Brain death induces renal expression of heme oxygenase-1 and heat shock protein 70
1 Departments of Surgery, University Medical Center Groningen, University of Groningen, Hanzeplein 1, PO Box 30.001, 9700 RB, Groningen, The Netherlands
2 Pathology and Laboratory Medicine, University Medical Center Groningen, University of Groningen, Hanzeplein 1, PO Box 30.001, 9700 RB, Groningen, The Netherlands
3 Radiation and Stress Cell Biology, University Medical Center Groningen, University of Groningen, Hanzeplein 1, PO Box 30.001, 9700 RB, Groningen, The Netherlands
Journal of Translational Medicine 2013, 11:22 doi:10.1186/1479-5876-11-22Published: 29 January 2013
Kidneys derived from brain dead donors have lower graft survival and higher graft-function loss compared to their living donor counterpart. Heat Shock Proteins (HSP) are a large family of stress proteins involved in maintaining cell homeostasis. We studied the role of stress-inducible genes Heme Oxygenase-1 (HO-1), HSP27, HSP40, and HSP70 in the kidney following a 4 hour period of brain death.

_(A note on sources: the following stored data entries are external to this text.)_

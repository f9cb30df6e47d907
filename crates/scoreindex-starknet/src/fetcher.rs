//! Starknet event fetcher.
//!
//! Issues `starknet_getEvents` for one block range with the contract address
//! and the two key filters, following continuation tokens until the node
//! reports the range exhausted. Every raw event is decoded in place so the
//! engine sees undecodable events in chain order.

use async_trait::async_trait;
use serde_json::{json, Value};
use std::sync::atomic::{AtomicU64, Ordering};

use scoreindex_core::address::normalize_address;
use scoreindex_core::config::SyncConfig;
use scoreindex_core::error::SyncError;
use scoreindex_core::source::EventSource;
use scoreindex_core::types::{BlockRange, EventKeys, FetchedEvent};
use scoreindex_rpc::RpcTransport;

use crate::decode::{decode_game_finished, EventsPage};
use crate::selector::{starknet_keccak, EVENT_EMITTED};

const GET_EVENTS: &str = "starknet_getEvents";

/// [`EventSource`] backed by a Starknet JSON-RPC node.
pub struct StarknetEventSource<T> {
    transport: T,
    contract_address: String,
    keys: EventKeys,
    page_size: u64,
    next_id: AtomicU64,
}

impl<T: RpcTransport> StarknetEventSource<T> {
    /// `contract_address` is normalized; `page_size` is the per-call event cap.
    pub fn new(
        transport: T,
        contract_address: &str,
        keys: EventKeys,
        page_size: u64,
    ) -> Result<Self, SyncError> {
        let contract_address = normalize_address(contract_address)
            .map_err(|e| SyncError::Config(format!("contract address: {e}")))?;
        if keys.game_finished_key.is_empty() {
            return Err(SyncError::Config("game-finished key is empty".into()));
        }
        if page_size == 0 {
            return Err(SyncError::Config("page size must be > 0".into()));
        }
        Ok(Self {
            transport,
            contract_address,
            keys,
            page_size,
            next_id: AtomicU64::new(1),
        })
    }

    /// Build from a [`SyncConfig`]; an unset event key defaults to the
    /// `EventEmitted` selector.
    pub fn from_config(transport: T, config: &SyncConfig) -> Result<Self, SyncError> {
        let keys = EventKeys {
            event_key: config
                .event_key
                .clone()
                .unwrap_or_else(|| starknet_keccak(EVENT_EMITTED)),
            game_finished_key: config.game_finished_key.clone(),
        };
        Self::new(
            transport,
            &config.contract_address,
            keys,
            config.max_events_per_call,
        )
    }

    pub fn contract_address(&self) -> &str {
        &self.contract_address
    }

    pub fn keys(&self) -> &EventKeys {
        &self.keys
    }

    fn filter(&self, range: BlockRange, continuation_token: Option<&str>) -> Value {
        let mut filter = json!({
            "from_block": { "block_number": range.from },
            "to_block": { "block_number": range.to },
            "address": self.contract_address,
            "keys": self.keys.as_filter(),
            "chunk_size": self.page_size,
        });
        if let Some(token) = continuation_token {
            filter["continuation_token"] = Value::from(token);
        }
        json!({ "filter": filter })
    }

    async fn fetch_page(
        &self,
        range: BlockRange,
        continuation_token: Option<&str>,
    ) -> Result<EventsPage, SyncError> {
        let id = self.next_id.fetch_add(1, Ordering::Relaxed);
        let result = self
            .transport
            .call(id, GET_EVENTS, self.filter(range, continuation_token))
            .await
            .map_err(|e| {
                SyncError::SourceUnavailable(format!("{GET_EVENTS} {range} via {}: {e}", self.transport.url()))
            })?;
        serde_json::from_value(result).map_err(|e| {
            SyncError::SourceUnavailable(format!("{GET_EVENTS} {range}: malformed result: {e}"))
        })
    }
}

#[async_trait]
impl<T: RpcTransport> EventSource for StarknetEventSource<T> {
    async fn fetch_events(&self, range: BlockRange) -> Result<Vec<FetchedEvent>, SyncError> {
        let mut events = Vec::new();
        let mut token: Option<String> = None;
        let mut pages = 0u32;

        loop {
            let page = self.fetch_page(range, token.as_deref()).await?;
            pages += 1;
            events.extend(page.events.iter().map(decode_game_finished));

            match page.continuation_token {
                Some(next) if token.as_deref() == Some(next.as_str()) => {
                    return Err(SyncError::SourceUnavailable(format!(
                        "{GET_EVENTS} {range}: node repeated continuation token {next:?}"
                    )));
                }
                Some(next) => token = Some(next),
                None => break,
            }
        }

        tracing::debug!(
            from = range.from,
            to = range.to,
            pages,
            events = events.len(),
            "fetched game-finished events"
        );
        Ok(events)
    }
}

Brain death was induced in rats (n=6) by inflating a balloon catheter in the epidural space. Kidneys were analysed for HSPs using RT-PCR, Western blotting, and immunohistochemistry.
RT-PCR data showed a significant increase in gene expression for HO-1 and HSP70 in kidneys of brain dead rats. Western blotting revealed a massive increase in HO-1 protein in brain dead rat kidneys. Immunohistochemistry confirmed these findings, showing extensive HO-1 protein expression in the renal cortical tubules of brain dead rats. HSP70 protein was predominantly increased in renal distal tubules of brain dead rats treated for hypotension.
Renal stress caused by brain death induces expression of the cytoprotective genes HO-1 and HSP70, but not of HSP27 and HSP40. The upregulation of these cytoprotective genes indicate that renal damage occurs during brain death, and could be part of a protective or recuperative mechanism induced by brain death-associated stress.